▶ **GIVEN ENTRIES**
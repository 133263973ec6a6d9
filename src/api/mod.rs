//! REST accessor for the incident co-pilot API
//!
//! Typed wrappers over the backend endpoints:
//! - `GET /incidents` - List incidents with filters and pagination
//! - `GET /incidents/{id}` - Single incident
//! - `GET /incidents/{id}/actions` - Action history
//! - `PUT /incidents/{id}/status` - Update status
//! - `GET /analytics/dashboard` - Aggregate statistics
//! - `GET /analytics/mttr` - Mean time to resolution

pub mod analytics;
pub mod incidents;

use std::time::{Duration, Instant};

use reqwest::{Client, Response};
use serde::de::DeserializeOwned;
use serde::Serialize;
use thiserror::Error;
use url::Url;

use crate::config::Config;

pub use incidents::IncidentQuery;

/// REST accessor failure, carrying a human-readable message
#[derive(Debug, Error)]
pub enum ApiError {
    /// Connection, timeout, or body decoding failure
    #[error("request failed: {0}")]
    Request(#[from] reqwest::Error),

    /// Non-success HTTP status
    #[error("{message} (HTTP {status})")]
    Status { status: u16, message: String },
}

impl ApiError {
    /// HTTP status, when the server answered
    pub fn status(&self) -> Option<u16> {
        match self {
            ApiError::Status { status, .. } => Some(*status),
            ApiError::Request(e) => e.status().map(|s| s.as_u16()),
        }
    }

    pub fn is_not_found(&self) -> bool {
        self.status() == Some(404)
    }
}

/// HTTP client bound to one API base address
#[derive(Debug, Clone)]
pub struct ApiClient {
    http: Client,
    base_url: String,
}

impl ApiClient {
    /// Create a client for `base_url` (e.g. `http://localhost:8000/api/v1`)
    pub fn new(base_url: &Url, timeout: Duration) -> Result<Self, ApiError> {
        let http = Client::builder().timeout(timeout).build()?;
        Ok(Self {
            http,
            base_url: base_url.as_str().trim_end_matches('/').to_string(),
        })
    }

    pub fn from_config(config: &Config) -> Result<Self, ApiError> {
        Self::new(&config.api_url, config.request_timeout)
    }

    pub fn base_url(&self) -> &str {
        &self.base_url
    }

    fn url(&self, path: &str) -> String {
        format!("{}{}", self.base_url, path)
    }

    async fn get_json<T>(&self, path: &str, query: &[(&'static str, String)]) -> Result<T, ApiError>
    where
        T: DeserializeOwned,
    {
        let url = self.url(path);
        log::debug!("[API] GET {} {:?}", url, query);

        let start = Instant::now();
        let response = self.http.get(&url).query(query).send().await?;
        log::debug!("[API] GET {} -> {} in {:?}", path, response.status(), start.elapsed());

        decode(response).await
    }

    async fn put_json<B>(
        &self,
        path: &str,
        query: &[(&'static str, String)],
        body: &B,
    ) -> Result<(), ApiError>
    where
        B: Serialize + ?Sized,
    {
        let url = self.url(path);
        log::debug!("[API] PUT {} {:?}", url, query);

        let response = self.http.put(&url).query(query).json(body).send().await?;
        check_status(response).await.map(|_| ())
    }
}

async fn check_status(response: Response) -> Result<Response, ApiError> {
    let status = response.status();
    if status.is_success() {
        return Ok(response);
    }

    let body = response.text().await.unwrap_or_default();
    let message = error_message(&body)
        .or_else(|| status.canonical_reason().map(str::to_string))
        .unwrap_or_else(|| "Request failed".to_string());

    Err(ApiError::Status {
        status: status.as_u16(),
        message,
    })
}

async fn decode<T: DeserializeOwned>(response: Response) -> Result<T, ApiError> {
    let response = check_status(response).await?;
    Ok(response.json::<T>().await?)
}

/// Extract a readable message from an error body
///
/// FastAPI wraps errors as `{"detail": ...}`; anything else is used as text.
fn error_message(body: &str) -> Option<String> {
    let body = body.trim();
    if body.is_empty() {
        return None;
    }

    match serde_json::from_str::<serde_json::Value>(body) {
        Ok(value) => match value.get("detail") {
            Some(serde_json::Value::String(detail)) => Some(detail.clone()),
            Some(detail) => Some(detail.to_string()),
            None => Some(body.to_string()),
        },
        Err(_) => Some(body.to_string()),
    }
}
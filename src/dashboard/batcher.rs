//! Refresh batcher for debouncing bursts of incident notifications

use std::time::Duration;
use tokio::sync::mpsc::{self, error::TrySendError};
use tokio::time::{interval_at, Instant};

/// One coalesced request to re-fetch dashboard data
#[derive(Debug, Clone, PartialEq, Eq)]
pub struct RefreshRequest {
    /// Incidents that triggered the refresh, in arrival order, deduplicated
    pub incident_ids: Vec<i64>,
    /// Monotonically increasing batch number
    pub sequence_id: u64,
}

impl RefreshRequest {
    /// A refresh not triggered by any incident (startup, manual)
    pub fn manual() -> Self {
        Self {
            incident_ids: Vec::new(),
            sequence_id: 0,
        }
    }
}

/// Collects incident ids and emits them as batched refresh requests
pub struct RefreshBatcher {
    /// Pending incident ids
    buffer: Vec<i64>,

    /// Flush interval (debounce time)
    flush_interval: Duration,

    /// Maximum ids before a forced flush
    max_batch_size: usize,

    tx: mpsc::Sender<RefreshRequest>,

    sequence_counter: u64,
}

impl RefreshBatcher {
    /// Create a batcher with a 250ms window and 100 id limit
    pub fn new(tx: mpsc::Sender<RefreshRequest>) -> Self {
        Self::with_config(tx, Duration::from_millis(250), 100)
    }

    pub fn with_config(
        tx: mpsc::Sender<RefreshRequest>,
        flush_interval: Duration,
        max_batch_size: usize,
    ) -> Self {
        Self {
            buffer: Vec::new(),
            flush_interval: flush_interval.max(Duration::from_millis(1)),
            max_batch_size: max_batch_size.max(1),
            tx,
            sequence_counter: 0,
        }
    }

    /// Queue an incident id
    pub fn push(&mut self, incident_id: i64) {
        if !self.buffer.contains(&incident_id) {
            self.buffer.push(incident_id);
        }

        if self.buffer.len() >= self.max_batch_size {
            self.flush();
        }
    }

    pub fn pending(&self) -> usize {
        self.buffer.len()
    }

    /// Emit buffered ids as one request
    ///
    /// If the consumer still has a request queued the ids stay buffered and go
    /// out with the next flush.
    pub fn flush(&mut self) {
        if self.buffer.is_empty() {
            return;
        }

        self.sequence_counter += 1;
        let request = RefreshRequest {
            incident_ids: std::mem::take(&mut self.buffer),
            sequence_id: self.sequence_counter,
        };

        match self.tx.try_send(request) {
            Ok(()) => {}
            Err(TrySendError::Full(request)) => {
                self.sequence_counter -= 1;
                self.buffer = request.incident_ids;
            }
            // Consumer gone
            Err(TrySendError::Closed(_)) => {}
        }
    }

    /// Run the batcher as an async task
    ///
    /// Receives incident ids from the channel and flushes on timer or when
    /// the batch is full. Exits once the id channel closes.
    pub async fn run(mut self, mut rx: mpsc::Receiver<i64>) {
        let start = Instant::now() + self.flush_interval;
        let mut timer = interval_at(start, self.flush_interval);

        loop {
            tokio::select! {
                _ = timer.tick() => {
                    self.flush();
                }

                id = rx.recv() => {
                    match id {
                        Some(id) => self.push(id),
                        None => {
                            self.flush();
                            break;
                        }
                    }
                }
            }
        }
    }
}
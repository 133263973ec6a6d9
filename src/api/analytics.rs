//! Analytics endpoints

use super::{ApiClient, ApiError};
use crate::types::{DashboardStats, Mttr};

/// Trailing window used when none is given
pub const DEFAULT_MTTR_DAYS: u32 = 30;

impl ApiClient {
    /// GET /analytics/dashboard
    pub async fn dashboard_stats(&self) -> Result<DashboardStats, ApiError> {
        self.get_json("/analytics/dashboard", &[]).await
    }

    /// GET /analytics/mttr?days=N
    pub async fn mttr(&self, days: u32) -> Result<Mttr, ApiError> {
        self.get_json("/analytics/mttr", &[("days", days.to_string())]).await
    }
}
//! Subscriber registry
//!
//! Handlers are kept in registration order. Each registration gets its own
//! token, so two identical closures can be removed independently.

use std::fmt;
use std::sync::{Arc, Weak};

use parking_lot::Mutex;

use super::message::UpdateMessage;

/// Callback invoked for every decoded message
pub type Handler = Arc<dyn Fn(&UpdateMessage) + Send + Sync>;

/// Identifier of a single registration
#[derive(Debug, Clone, Copy, PartialEq, Eq, Hash, PartialOrd, Ord)]
pub struct SubscriptionId(u64);

impl fmt::Display for SubscriptionId {
    fn fmt(&self, f: &mut fmt::Formatter<'_>) -> fmt::Result {
        write!(f, "sub_{}", self.0)
    }
}

#[derive(Default)]
struct Entries {
    next_id: u64,
    handlers: Vec<(SubscriptionId, Handler)>,
}

/// Ordered list of message handlers
#[derive(Default)]
pub struct SubscriberRegistry {
    entries: Mutex<Entries>,
}

impl SubscriberRegistry {
    pub fn new() -> Self {
        Self::default()
    }

    /// Append a handler and return the token that removes it
    pub fn subscribe(self: &Arc<Self>, handler: Handler) -> Subscription {
        let mut entries = self.entries.lock();
        let id = SubscriptionId(entries.next_id);
        entries.next_id += 1;
        entries.handlers.push((id, handler));

        Subscription {
            id,
            registry: Arc::downgrade(self),
        }
    }

    /// Remove one registration. Returns false if it was already gone.
    pub fn remove(&self, id: SubscriptionId) -> bool {
        let mut entries = self.entries.lock();
        match entries.handlers.iter().position(|(entry_id, _)| *entry_id == id) {
            Some(index) => {
                entries.handlers.remove(index);
                true
            }
            None => false,
        }
    }

    /// Handlers registered right now, in notification order
    pub fn snapshot(&self) -> Vec<Handler> {
        self.entries
            .lock()
            .handlers
            .iter()
            .map(|(_, handler)| Arc::clone(handler))
            .collect()
    }

    pub fn len(&self) -> usize {
        self.entries.lock().handlers.len()
    }

    pub fn is_empty(&self) -> bool {
        self.len() == 0
    }
}

/// Unsubscribe capability returned by `subscribe`
///
/// Dropping the token keeps the handler registered; call
/// [`unsubscribe`](Subscription::unsubscribe) to remove it.
#[derive(Debug)]
pub struct Subscription {
    id: SubscriptionId,
    registry: Weak<SubscriberRegistry>,
}

impl Subscription {
    pub fn id(&self) -> SubscriptionId {
        self.id
    }

    /// Remove exactly this registration
    pub fn unsubscribe(self) -> bool {
        match self.registry.upgrade() {
            Some(registry) => registry.remove(self.id),
            None => false,
        }
    }
}
//! Data types for the incident co-pilot API
//!
//! Shapes of the JSON bodies returned by the REST endpoints.

mod analytics;
mod incident;

pub use analytics::{DailyCount, DashboardStats, Mttr, ServiceCount};
pub use incident::{ActionOutcome, Incident, IncidentAction, IncidentStatus, ParseEnumError, Severity};
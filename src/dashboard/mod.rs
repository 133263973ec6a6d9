//! Live dashboard state
//!
//! [`DashboardFeed`] keeps an up-to-date [`DashboardSnapshot`] by re-fetching
//! aggregate statistics and recent incidents whenever the push channel
//! reports an incident change.
//!
//! ## Flow
//! - channel message with `incident_id` → [`RefreshBatcher`] (debounce)
//! - batched [`RefreshRequest`] → stats + recent incidents fetched together
//! - result published through a `watch` channel

pub mod batcher;
pub mod filter;

use std::time::Duration;

use chrono::{DateTime, Utc};
use tokio::sync::{mpsc, watch};
use tokio::task::JoinHandle;

use crate::api::{ApiClient, IncidentQuery};
use crate::channel::{Subscription, UpdateChannel, UpdateMessage};
use crate::types::{DashboardStats, Incident};

pub use batcher::{RefreshBatcher, RefreshRequest};
pub use filter::{IncidentView, ViewCounts};

/// Tuning for [`DashboardFeed`]
#[derive(Debug, Clone)]
pub struct FeedOptions {
    /// How many recent incidents to fetch
    pub recent_limit: u32,
    /// Debounce window for incident notifications
    pub batch_window: Duration,
    /// Ids buffered before a forced refresh
    pub max_batch: usize,
}

impl Default for FeedOptions {
    fn default() -> Self {
        Self {
            recent_limit: 20,
            batch_window: Duration::from_millis(250),
            max_batch: 100,
        }
    }
}

/// Latest dashboard data
#[derive(Debug, Clone, Default)]
pub struct DashboardSnapshot {
    pub stats: Option<DashboardStats>,
    pub incidents: Vec<Incident>,
    /// Last fetch failure; previous data is kept
    pub error: Option<String>,
    /// Time of the last successful refresh
    pub refreshed_at: Option<DateTime<Utc>>,
    /// Number of refresh attempts, successful or not
    pub refreshes: u64,
    /// Incidents that triggered the last refresh
    pub last_trigger: Vec<i64>,
}

impl DashboardSnapshot {
    pub fn is_loaded(&self) -> bool {
        self.refreshed_at.is_some()
    }

    pub fn view_counts(&self) -> ViewCounts {
        ViewCounts::tally(&self.incidents)
    }
}

/// Channel-driven dashboard refresher
pub struct DashboardFeed {
    snapshot: watch::Receiver<DashboardSnapshot>,
    requests: mpsc::Sender<RefreshRequest>,
    subscription: Option<Subscription>,
    tasks: Vec<JoinHandle<()>>,
}

impl DashboardFeed {
    /// Subscribe to `channel` and start refreshing
    ///
    /// An initial refresh runs immediately. Must be called within a Tokio
    /// runtime.
    pub fn start(api: ApiClient, channel: &UpdateChannel, options: FeedOptions) -> Self {
        let (snapshot_tx, snapshot_rx) = watch::channel(DashboardSnapshot::default());
        let (request_tx, request_rx) = mpsc::channel::<RefreshRequest>(1);
        let (ids_tx, ids_rx) = mpsc::channel::<i64>(1024);

        let subscription = channel.subscribe(move |msg: &UpdateMessage| {
            if let Some(id) = msg.incident_id() {
                log::debug!("[Dashboard] Incident {} changed", id);
                if ids_tx.try_send(id).is_err() {
                    log::warn!("[Dashboard] Notification queue full, dropping incident {}", id);
                }
            }
        });

        let batcher =
            RefreshBatcher::with_config(request_tx.clone(), options.batch_window, options.max_batch);
        let batcher_task = tokio::spawn(batcher.run(ids_rx));
        let refresh_task = tokio::spawn(run_refresher(
            api,
            options.recent_limit,
            snapshot_tx,
            request_rx,
        ));

        Self {
            snapshot: snapshot_rx,
            requests: request_tx,
            subscription: Some(subscription),
            tasks: vec![batcher_task, refresh_task],
        }
    }

    /// Current snapshot
    pub fn snapshot(&self) -> DashboardSnapshot {
        self.snapshot.borrow().clone()
    }

    /// Receiver notified on every refresh
    pub fn watch(&self) -> watch::Receiver<DashboardSnapshot> {
        self.snapshot.clone()
    }

    /// Queue a refresh regardless of channel activity
    pub async fn refresh_now(&self) {
        if self.requests.send(RefreshRequest::manual()).await.is_err() {
            log::warn!("[Dashboard] Refresher stopped, ignoring refresh request");
        }
    }

    /// Unsubscribe from the channel and stop background work
    pub fn stop(mut self) {
        self.shutdown();
    }

    fn shutdown(&mut self) {
        if let Some(subscription) = self.subscription.take() {
            subscription.unsubscribe();
        }
        for task in self.tasks.drain(..) {
            task.abort();
        }
    }
}

impl Drop for DashboardFeed {
    fn drop(&mut self) {
        self.shutdown();
    }
}

async fn run_refresher(
    api: ApiClient,
    recent_limit: u32,
    snapshot: watch::Sender<DashboardSnapshot>,
    mut requests: mpsc::Receiver<RefreshRequest>,
) {
    refresh(&api, recent_limit, &snapshot, RefreshRequest::manual()).await;

    while let Some(request) = requests.recv().await {
        refresh(&api, recent_limit, &snapshot, request).await;
    }
}

/// Fetch stats and recent incidents together and publish the result
async fn refresh(
    api: &ApiClient,
    recent_limit: u32,
    snapshot: &watch::Sender<DashboardSnapshot>,
    request: RefreshRequest,
) {
    let query = IncidentQuery::new().limit(recent_limit);
    let (stats, incidents) = tokio::join!(api.dashboard_stats(), api.list_incidents(&query));

    snapshot.send_modify(|snap| {
        snap.refreshes += 1;
        snap.last_trigger = request.incident_ids;

        match (stats, incidents) {
            (Ok(stats), Ok(incidents)) => {
                log::debug!(
                    "[Dashboard] Refreshed: {} total, {} active",
                    stats.total_incidents,
                    stats.active_incidents
                );
                snap.stats = Some(stats);
                snap.incidents = incidents;
                snap.error = None;
                snap.refreshed_at = Some(Utc::now());
            }
            (Err(e), _) | (_, Err(e)) => {
                log::warn!("[Dashboard] Refresh failed: {}", e);
                snap.error = Some(e.to_string());
            }
        }
    });
}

▶ **EXERCISE DETAILS**
The answer must consist of every line above that contains the word "buffered".

▶ **OUTPUT OF THE TASK**
    /// Emit buffered ids as one request
    /// If the consumer still has a request queued the ids stay buffered and go
    /// Ids buffered before a forced refresh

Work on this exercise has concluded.